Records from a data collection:
⁂
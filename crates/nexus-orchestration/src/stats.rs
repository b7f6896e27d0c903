//! Periodic queue-depth publisher feeding the monitoring stream.

use std::sync::Arc;
use std::time::Duration;

use tokio_util::sync::CancellationToken;
use tracing::info;

use nexus_shared::monitoring::{MonitoringEvent, MonitoringEventType};

use crate::context::SystemContext;

/// Emit a `queue_depth_update` every `interval` until cancelled.
pub async fn run_stats_publisher(
    ctx: Arc<SystemContext>,
    interval: Duration,
    shutdown: CancellationToken,
) {
    info!(interval_secs = interval.as_secs(), "stats publisher started");
    loop {
        tokio::select! {
            _ = shutdown.cancelled() => {
                info!("stats publisher stopping");
                break;
            }
            _ = tokio::time::sleep(interval) => {
                let depths = ctx.queue.queue_depths().await.unwrap_or_default();
                let workers = ctx.queue.workers_online().await.unwrap_or(0);
                let event = MonitoringEvent {
                    queue: Some(depths.as_map()),
                    meta: Some(serde_json::json!({ "workers_online": workers })),
                    ..MonitoringEvent::new(MonitoringEventType::QueueDepthUpdate)
                };
                ctx.event_bus.publish(&event).await;
            }
        }
    }
}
⁂
- _Task statement_:
Go through the records and copy all of them exactly.

- _Output for this task_:
filename crates/nexus-orchestration/src/stats.rs
repository b7f6896e27d0c903
//! Periodic queue-depth publisher feeding the monitoring stream.

use std::sync::Arc;
use std::time::Duration;

use tokio_util::sync::CancellationToken;
use tracing::info;

use nexus_shared::monitoring::{MonitoringEvent, MonitoringEventType};

use crate::context::SystemContext;

/// Emit a `queue_depth_update` every `interval` until cancelled.
pub async fn run_stats_publisher(
    ctx: Arc<SystemContext>,
    interval: Duration,
    shutdown: CancellationToken,
) {
    info!(interval_secs = interval.as_secs(), "stats publisher started");
    loop {
        tokio::select! {
            _ = shutdown.cancelled() => {
                info!("stats publisher stopping");
                break;
            }
            _ = tokio::time::sleep(interval) => {
                let depths = ctx.queue.queue_depths().await.unwrap_or_default();
                let workers = ctx.queue.workers_online().await.unwrap_or(0);
                let event = MonitoringEvent {
                    queue: Some(depths.as_map()),
                    meta: Some(serde_json::json!({ "workers_online": workers })),
                    ..MonitoringEvent::new(MonitoringEventType::QueueDepthUpdate)
                };
                ctx.event_bus.publish(&event).await;
            }
        }
    }
}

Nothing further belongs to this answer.